Begin at the top of the listing below. Write each line out exactly, ending with the line that holds "against a caller-supplied".
[Dataset extract]
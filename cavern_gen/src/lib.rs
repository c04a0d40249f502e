// cavern_gen: branching cave layouts from randomized Bezier curves.
//
// This crate owns all generation logic: it grows a tree of curves (one
// trunk, several branches grafted onto it), rasterizes the tree into two
// tile sets (walls and floors), classifies each wall tile's exposed corner
// from its 4-neighborhood, and derives shadow decorations from that
// classification. It has no rendering dependency: output is either a plain
// `CaveMap` value or a sequence of `set_tile` calls against a caller-supplied
// `TileSurface`.
//
// Module overview:
// - `types.rs`:      Point (continuous f32 plane), TileCoord (integer grid).
// - `curve.rs`:      Curve: recursive de Casteljau evaluation over any pivot count.
// - `bezier_map.rs`: CurveTree: trunk + grafted branches, randomized control points.
// - `brush.rs`:      Disk stamping/erasing of tile sets, along points and curves.
// - `contour.rs`:    Contour tags (Full/NE/SE/SW/NW) and shadow placement.
// - `cave.rs`:       CaveMap: the shape-then-pave generation pipeline.
// - `tilemap.rs`:    TileSurface boundary, TilePalette, in-memory TileGrid, regenerate().
// - `config.rs`:     CaveConfig: all tunable sizes and counts, loaded from JSON.
// - `error.rs`:      CaveError: configuration and I/O failures.
// - `prng`:          Re-exported from `cavern_prng`: xoshiro256++ PRNG.
//
// **Critical constraint: determinism.** All randomness comes from the
// `CaveRng` passed by the caller. The same seed and config always produce
// the same `CaveMap`.

pub mod bezier_map;
pub mod brush;
pub mod cave;
pub mod config;
pub mod contour;
pub mod curve;
pub mod error;
pub use cavern_prng as prng;
pub mod tilemap;
pub mod types;
// Data-driven generation configuration.
//
// Every size, count, and length the generator uses lives in `CaveConfig`,
// loaded from JSON or built from a named preset. The generator never uses
// magic numbers; it reads from the config.
//
// Values are treated as opaque inputs: negative widths or lengths are not
// rejected, they simply stamp nothing (a brush with non-positive radius is a
// no-op). `validate()` only rejects combinations that would make generation
// itself ill-defined. It is split in two: `validate_growth()` covers the
// tree (too few pivots, more branches than graft points) and
// `validate_raster()` covers rasterization (zero sampling precision), so a
// hand-built tree is only checked against the fields that apply to it.
//
// See also: `bezier_map.rs` (trunk/branch counts and lengths), `cave.rs`
// (widths, anchor sizes, precision), `tilemap.rs` for the tile palette,
// which is kept separate because the core never inspects tiles.

use crate::error::{CaveError, Result};
use serde::{Deserialize, Serialize};
use std::path::Path;

/// Complete set of generation parameters. Never mutated during generation.
#[derive(Clone, Debug, PartialEq, Serialize, Deserialize)]
pub struct CaveConfig {
    /// Straight-line distance from the trunk's start (the origin) to its end.
    pub trunk_length: f32,
    /// Number of control points on the trunk, endpoints included.
    pub trunk_pivot_count: usize,
    /// Straight-line distance from a branch's graft point to its tip.
    pub branch_length: f32,
    /// Number of control points on each branch, endpoints included.
    pub branch_pivot_count: usize,
    /// Number of branches. At most `trunk_pivot_count - 2`, since each
    /// branch claims a distinct interior trunk pivot.
    pub branch_count: usize,

    /// Half-width of the walkable trunk passage, in tiles.
    pub trunk_width: i32,
    /// Half-width of the walkable branch passages, in tiles.
    pub branch_width: i32,
    /// Thickness of the wall shell left around every passage and chamber.
    pub wall_width: i32,
    /// Samples per curve (the curve is stamped at `precision + 1` points).
    /// Long curves need more to avoid gaps between stamps.
    pub precision: u32,

    /// Radius of the chamber where each branch leaves the trunk.
    pub graft_size: i32,
    /// Radius of the chamber at each branch tip.
    pub leaf_size: i32,
    /// Radius of the chamber at the trunk's start.
    pub root_size: i32,
    /// Radius of the chamber at the trunk's end.
    pub crown_size: i32,
}

impl Default for CaveConfig {
    fn default() -> Self {
        Self {
            trunk_length: 60.0,
            trunk_pivot_count: 5,
            branch_length: 25.0,
            branch_pivot_count: 3,
            branch_count: 3,
            trunk_width: 2,
            branch_width: 1,
            wall_width: 2,
            precision: 100,
            graft_size: 3,
            leaf_size: 4,
            root_size: 5,
            crown_size: 6,
        }
    }
}

impl CaveConfig {
    /// Long, narrow warren: many thin branches off a winding trunk.
    pub fn warren() -> Self {
        Self {
            trunk_length: 90.0,
            trunk_pivot_count: 8,
            branch_length: 30.0,
            branch_pivot_count: 4,
            branch_count: 6,
            trunk_width: 1,
            branch_width: 1,
            wall_width: 2,
            precision: 180,
            graft_size: 2,
            leaf_size: 3,
            root_size: 4,
            crown_size: 4,
        }
    }

    /// Compact grotto: short wide trunk, two stubby branches, big chambers.
    pub fn grotto() -> Self {
        Self {
            trunk_length: 35.0,
            trunk_pivot_count: 4,
            branch_length: 14.0,
            branch_pivot_count: 3,
            branch_count: 2,
            trunk_width: 3,
            branch_width: 2,
            wall_width: 3,
            precision: 60,
            graft_size: 4,
            leaf_size: 6,
            root_size: 7,
            crown_size: 8,
        }
    }

    /// Look up a preset by name (`default`, `warren`, `grotto`).
    pub fn preset(name: &str) -> Option<Self> {
        match name.to_lowercase().as_str() {
            "default" => Some(Self::default()),
            "warren" => Some(Self::warren()),
            "grotto" => Some(Self::grotto()),
            _ => None,
        }
    }

    pub fn from_json(json: &str) -> Result<Self> {
        Ok(serde_json::from_str(json)?)
    }

    pub fn from_file(path: &Path) -> Result<Self> {
        let json = std::fs::read_to_string(path)?;
        Self::from_json(&json)
    }

    /// Number of interior trunk pivots available as graft points.
    pub fn graft_candidates(&self) -> usize {
        self.trunk_pivot_count.saturating_sub(2)
    }

    /// Reject configurations that generation cannot honor.
    pub fn validate(&self) -> Result<()> {
        self.validate_growth()?;
        self.validate_raster()
    }

    /// Checks on the fields that shape the curve tree: pivot counts and the
    /// graft pool.
    pub fn validate_growth(&self) -> Result<()> {
        if self.trunk_pivot_count < 2 {
            return Err(CaveError::invalid(
                "trunk_pivot_count",
                format!("must be at least 2, got {}", self.trunk_pivot_count),
            ));
        }
        if self.branch_count > 0 {
            if self.branch_pivot_count < 2 {
                return Err(CaveError::invalid(
                    "branch_pivot_count",
                    format!("must be at least 2, got {}", self.branch_pivot_count),
                ));
            }
            if self.branch_count > self.graft_candidates() {
                return Err(CaveError::invalid(
                    "branch_count",
                    format!(
                        "{} exceeds the {} interior trunk pivots available as graft points",
                        self.branch_count,
                        self.graft_candidates()
                    ),
                ));
            }
        }
        Ok(())
    }

    /// Checks on the fields that rasterize an existing tree.
    pub fn validate_raster(&self) -> Result<()> {
        if self.precision == 0 {
            return Err(CaveError::invalid("precision", "must be at least 1"));
        }
        Ok(())
    }
}
use chrono::{Duration, NaiveDate, TimeZone, Utc};
use std::rc::Rc;

use wolfpad::assistant::{AssistantError, CannedAssistant};
use wolfpad::models::NewTask;
use wolfpad::views::dashboard::{SortBy, StatusFilter};
use wolfpad::{ChangeMessage, Collection, Config, Database, FixedClock, LoadState, Relay, Session, StoreError};

struct Harness {
    relay: Relay,
    db: Rc<Database>,
    clock: Rc<FixedClock>,
}

impl Harness {
    fn new() -> Self {
        let relay = Relay::new();
        let db = Rc::new(Database::open_in_memory(relay.clone()).unwrap());
        let clock = Rc::new(FixedClock::new(Utc.with_ymd_and_hms(2024, 6, 10, 9, 0, 0).unwrap()));
        Harness { relay, db, clock }
    }

    fn session(&self, user: &str) -> Session {
        self.session_with(user, &Config::default())
    }

    fn session_with(&self, user: &str, config: &Config) -> Session {
        let mut session = Session::new(self.db.clone(), self.relay.clone(), self.clock.clone(), config);
        session.sign_in(user);
        session
    }
}

#[test]
fn test_sign_in_loads_every_collection() {
    let h = Harness::new();
    let session = h.session("alice");

    assert_eq!(session.tasks.state(), LoadState::Ready);
    assert_eq!(session.goals.state(), LoadState::Ready);
    // Default categories were seeded
    assert_eq!(session.money.categories().len(), 8);
    assert_eq!(session.subscriber_count(Collection::Tasks), 1);
}

#[test]
fn test_toggle_complete_is_its_own_inverse() {
    let h = Harness::new();
    let mut session = h.session("alice");

    let task = session.tasks.add_task(NewTask::new("Write report")).unwrap();
    session.tasks.start_tracking(task.id).unwrap();
    h.clock.advance(Duration::seconds(30));

    let done = session.tasks.toggle_complete(task.id).unwrap();
    assert!(done.completed);
    assert!(!done.is_tracking);
    assert_eq!(done.time_spent, 30.0);

    let reopened = session.tasks.toggle_complete(task.id).unwrap();
    assert!(!reopened.completed);
    assert_eq!(reopened.completed_at, None);
    assert!(!reopened.is_tracking);

    session.pump();
    assert_eq!(session.tasks.get(task.id), Some(&reopened));
}

#[test]
fn test_only_one_task_tracks_at_a_time() {
    let h = Harness::new();
    let mut session = h.session("alice");
    let a = session.tasks.add_task(NewTask::new("A")).unwrap();
    let b = session.tasks.add_task(NewTask::new("B")).unwrap();

    session.tasks.start_tracking(a.id).unwrap();
    h.clock.advance(Duration::seconds(12));
    session.tasks.start_tracking(b.id).unwrap();
    session.pump();

    let tracking: Vec<i64> = session.tasks.tasks().iter().filter(|t| t.is_tracking).map(|t| t.id).collect();
    assert_eq!(tracking, vec![b.id]);
    assert_eq!(session.tasks.get(a.id).map(|t| t.time_spent), Some(12.0));
    assert_eq!(session.tasks.timer().map(|t| t.task_id), Some(b.id));
}

#[test]
fn test_tick_folds_elapsed_time() {
    let h = Harness::new();
    let mut session = h.session("alice");
    let task = session.tasks.add_task(NewTask::new("Focus")).unwrap();
    session.tasks.start_tracking(task.id).unwrap();

    assert!(!session.tick());
    h.clock.advance(Duration::seconds(3));
    assert!(session.tick());
    assert_eq!(session.tasks.get(task.id).map(|t| t.time_spent), Some(3.0));

    h.clock.advance(Duration::seconds(2));
    let stopped = session.tasks.stop_tracking(task.id).unwrap();
    assert_eq!(stopped.time_spent, 5.0);
    assert!(!session.tick());
}

#[test]
fn test_dashboard_buckets_every_promoted_task_once() {
    let h = Harness::new();
    let mut session = h.session("alice");
    let today = session.today();

    for (name, due) in [
        ("overdue", Some(today - Duration::days(2))),
        ("today", Some(today)),
        ("later", Some(today + Duration::days(3))),
        ("whenever", None),
    ] {
        session
            .tasks
            .add_task(NewTask {
                due_date: due,
                ..NewTask::new(name)
            })
            .unwrap();
    }

    let first = session.dashboard(StatusFilter::All, SortBy::Impact);
    let second = session.dashboard(StatusFilter::All, SortBy::Impact);
    assert_eq!(first, second);
    assert_eq!(first.len(), 4);
    assert_eq!((first.today.len(), first.upcoming.len(), first.no_due_date.len()), (2, 1, 1));

    let stats = session.dashboard_stats();
    assert_eq!((stats.due_today, stats.overdue), (1, 1));
}

#[test]
fn test_expense_changes_only_expenses() {
    let h = Harness::new();
    let mut session = h.session("alice");
    let date = NaiveDate::from_ymd_opt(2024, 6, 9).unwrap();
    session.money.add_transaction(date, "Salary", 1000.0, "Salary").unwrap();
    let before = session.money.totals();

    session.money.add_transaction(date, "Lunch", -42.50, "Food").unwrap();
    let after = session.money.totals();

    assert_eq!(after.expenses - before.expenses, -42.50);
    assert_eq!(after.income, before.income);
    assert_eq!(after.balance, 957.50);
}

#[test]
fn test_deleting_goal_orphans_its_tasks() {
    let h = Harness::new();
    let mut session = h.session("alice");
    let goal = session.goals.add_goal("Get fit", "").unwrap();
    let task = session
        .tasks
        .add_task(NewTask {
            goal_id: Some(goal.id),
            ..NewTask::new("Run 5k")
        })
        .unwrap();
    session.tasks.toggle_complete(task.id).unwrap();
    assert_eq!(session.goals_with_progress()[0].progress, 100);

    session.goals.delete_goal(goal.id).unwrap();
    session.pump();

    assert!(session.goals_with_progress().is_empty());
    assert_eq!(session.tasks.get(task.id).and_then(|t| t.goal_id), Some(goal.id));
}

#[test]
fn test_block_done_state_resets_with_the_date() {
    let h = Harness::new();
    let mut session = h.session("alice");
    let block = session
        .schedule
        .add_block(wolfpad::models::NewScheduleBlock {
            name: "Stretch".to_string(),
            day_of_week: 1,
            start_time: "08:00".to_string(),
            end_time: "08:15".to_string(),
        })
        .unwrap();
    session.schedule.toggle_block_completion(block.id).unwrap();
    assert_eq!(session.schedule.today_progress(), (1, 1));

    h.clock.advance(Duration::days(7));
    assert_eq!(session.schedule.today_progress(), (0, 1));
}

#[test]
fn test_update_for_unknown_id_is_ignored() {
    let h = Harness::new();
    let mut session = h.session("alice");
    let task = session.tasks.add_task(NewTask::new("Real")).unwrap();
    let before = session.tasks.tasks().to_vec();

    let ghost = wolfpad::Task { id: 999, ..task };
    h.relay
        .publish("alice", ChangeMessage::updated(Collection::Tasks, &ghost).unwrap());

    session.pump();
    assert_eq!(session.tasks.tasks(), before.as_slice());
}

#[test]
fn test_changes_reach_other_sessions_of_the_same_user_only() {
    let h = Harness::new();
    let mut laptop = h.session("alice");
    let mut phone = h.session("alice");
    let mut other = h.session("bob");

    let created = laptop.tasks.add_task(NewTask::new("Shared")).unwrap();
    phone.pump();
    other.pump();
    assert_eq!(phone.tasks.get(created.id), Some(&created));
    assert!(other.tasks.tasks().is_empty());

    laptop.tasks.delete_task(created.id).unwrap();
    phone.pump();
    assert!(phone.tasks.tasks().is_empty());

    // Bob cannot reach Alice's rows at all
    let err = other.tasks.toggle_complete(created.id).unwrap_err();
    assert!(matches!(err, StoreError::NotFound { .. }));
}

#[test]
fn test_sign_out_drops_data_and_subscriptions() {
    let h = Harness::new();
    let mut session = h.session("alice");
    session.tasks.add_task(NewTask::new("Private")).unwrap();

    session.sign_out();
    assert_eq!(session.user_id(), None);
    assert!(session.tasks.tasks().is_empty());
    assert_eq!(session.tasks.state(), LoadState::Empty);
    assert_eq!(session.subscriber_count(Collection::Tasks), 0);
    assert!(matches!(
        session.tasks.add_task(NewTask::new("Nope")),
        Err(StoreError::SignedOut)
    ));

    session.sign_in("bob");
    assert!(session.tasks.tasks().is_empty());
    assert_eq!(session.subscriber_count(Collection::Tasks), 1);
}

#[test]
fn test_local_currency_becomes_the_profile_currency() {
    let h = Harness::new();
    let config = Config {
        currency: Some("EUR".to_string()),
        ..Config::default()
    };
    let mut session = h.session_with("alice", &config);
    assert_eq!(session.money.currency(), "EUR");

    session.set_currency("GBP").unwrap();
    assert_eq!(session.preferences.currency(), Some("GBP"));

    // A fresh device with no local currency adopts the saved one
    let other_device = h.session("alice");
    assert_eq!(other_device.money.currency(), "GBP");
}

#[test]
fn test_goal_breakdown_fills_the_backlog() {
    let h = Harness::new();
    let mut session = h.session("alice");
    let goal = session.goals.add_goal("Learn Rust", "Ship a CLI").unwrap();
    let helper = CannedAssistant::answering(
        r#"{"tasks":[{"name":"Read the book","description":"","effort":4,"impact":9},
                     {"name":"Write a parser","description":"","effort":7,"impact":0}]}"#,
    );

    let created = session.break_down_goal(goal.id, &helper).unwrap();
    assert_eq!(created.len(), 2);
    assert!(created.iter().all(|t| !t.promoted_to_dashboard && t.goal_id == Some(goal.id)));
    assert_eq!((created[1].effort, created[1].impact), (5, 5));
    assert!(session.dashboard(StatusFilter::All, SortBy::Impact).is_empty());
    assert_eq!(session.goals_with_progress()[0].task_count, 2);

    let failing = CannedAssistant::failing(AssistantError::RateLimited);
    let err = session.break_down_goal(goal.id, &failing).unwrap_err();
    assert!(matches!(err, StoreError::Assistant(AssistantError::RateLimited)));
    assert_eq!(session.tasks.tasks().len(), 2);
}

#[test]
fn test_suggested_task_carries_assistant_values() {
    let h = Harness::new();
    let mut session = h.session("alice");
    let helper = CannedAssistant::answering(
        r#"{"description":"Compare three quotes","effort":4.5,"impact":8,"tags":["home","money"]}"#,
    );

    let draft = session.suggest_task("Renew insurance", &helper).unwrap();
    let task = session.tasks.add_task(draft).unwrap();
    assert_eq!(task.description, "Compare three quotes");
    assert_eq!((task.effort, task.impact), (5, 8));
    assert!(task.promoted_to_dashboard);

    let extra = CannedAssistant::answering(r#"{"tags":["Money","deadline"," "]}"#);
    let tagged = session.suggest_more_tags(task.id, &extra).unwrap();
    assert_eq!(tagged.tags, vec!["home", "money", "deadline"]);

    assert!(matches!(
        session.suggest_task("  ", &helper),
        Err(StoreError::Validation(_))
    ));
}

#[test]
fn test_prioritize_needs_pending_tasks() {
    let h = Harness::new();
    let mut session = h.session("alice");
    let helper = CannedAssistant::answering("1. File taxes: due tomorrow.\n");

    assert!(matches!(session.prioritize(&helper), Err(StoreError::Validation(_))));

    session.tasks.add_task(NewTask::new("File taxes")).unwrap();
    assert_eq!(session.prioritize(&helper).unwrap(), "1. File taxes: due tomorrow.");

    let failing = CannedAssistant::failing(AssistantError::Unavailable);
    assert!(matches!(
        session.prioritize(&failing),
        Err(StoreError::Assistant(AssistantError::Unavailable))
    ));
}

#[test]
fn test_goal_strategy_for_known_goals_only() {
    let h = Harness::new();
    let mut session = h.session("alice");
    let goal = session.goals.add_goal("Run a marathon", "Spring race").unwrap();
    let helper = CannedAssistant::answering("1. Build mileage slowly.");

    assert_eq!(session.goal_strategy(goal.id, &helper).unwrap(), "1. Build mileage slowly.");
    assert!(matches!(
        session.goal_strategy(goal.id + 1, &helper),
        Err(StoreError::NotFound { collection: Collection::Goals, .. })
    ));
}

#[test]
fn test_monthly_series_follows_the_selected_currency() {
    let h = Harness::new();
    let mut session = h.session("alice");
    let june = NaiveDate::from_ymd_opt(2024, 6, 3).unwrap();
    let january = NaiveDate::from_ymd_opt(2024, 1, 15).unwrap();
    session.money.add_transaction(june, "Salary", 2000.0, "Salary").unwrap();
    session.money.add_transaction(january, "Rent", -700.0, "Housing").unwrap();
    session.set_currency("EUR").unwrap();
    session.money.add_transaction(june, "Hotel", -300.0, "Travel").unwrap();

    let series = session.monthly_series();
    assert_eq!(series.months.last().map(String::as_str), Some("2024-06"));
    assert_eq!(series.expenses.iter().sum::<f64>(), 300.0);
    assert_eq!(series.income.iter().sum::<f64>(), 0.0);
}

#[test]
fn test_preferences_are_copied_into_config() {
    let h = Harness::new();
    let mut session = h.session("alice");
    session.preferences.set_theme("midnight_purple").unwrap();
    session.set_currency("CAD").unwrap();

    let mut config = Config::default();
    session.write_preferences(&mut config).unwrap();
    assert_eq!(config.theme, "midnight_purple");
    assert_eq!(config.currency.as_deref(), Some("CAD"));
}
[/Dataset extract]
Solution to this task:
filename cavern_gen/src/lib.rs
repository c04a0d40249f502e
// cavern_gen: branching cave layouts from randomized Bezier curves.
//
// This crate owns all generation logic: it grows a tree of curves (one
// trunk, several branches grafted onto it), rasterizes the tree into two
// tile sets (walls and floors), classifies each wall tile's exposed corner
// from its 4-neighborhood, and derives shadow decorations from that
// classification. It has no rendering dependency: output is either a plain
// `CaveMap` value or a sequence of `set_tile` calls against a caller-supplied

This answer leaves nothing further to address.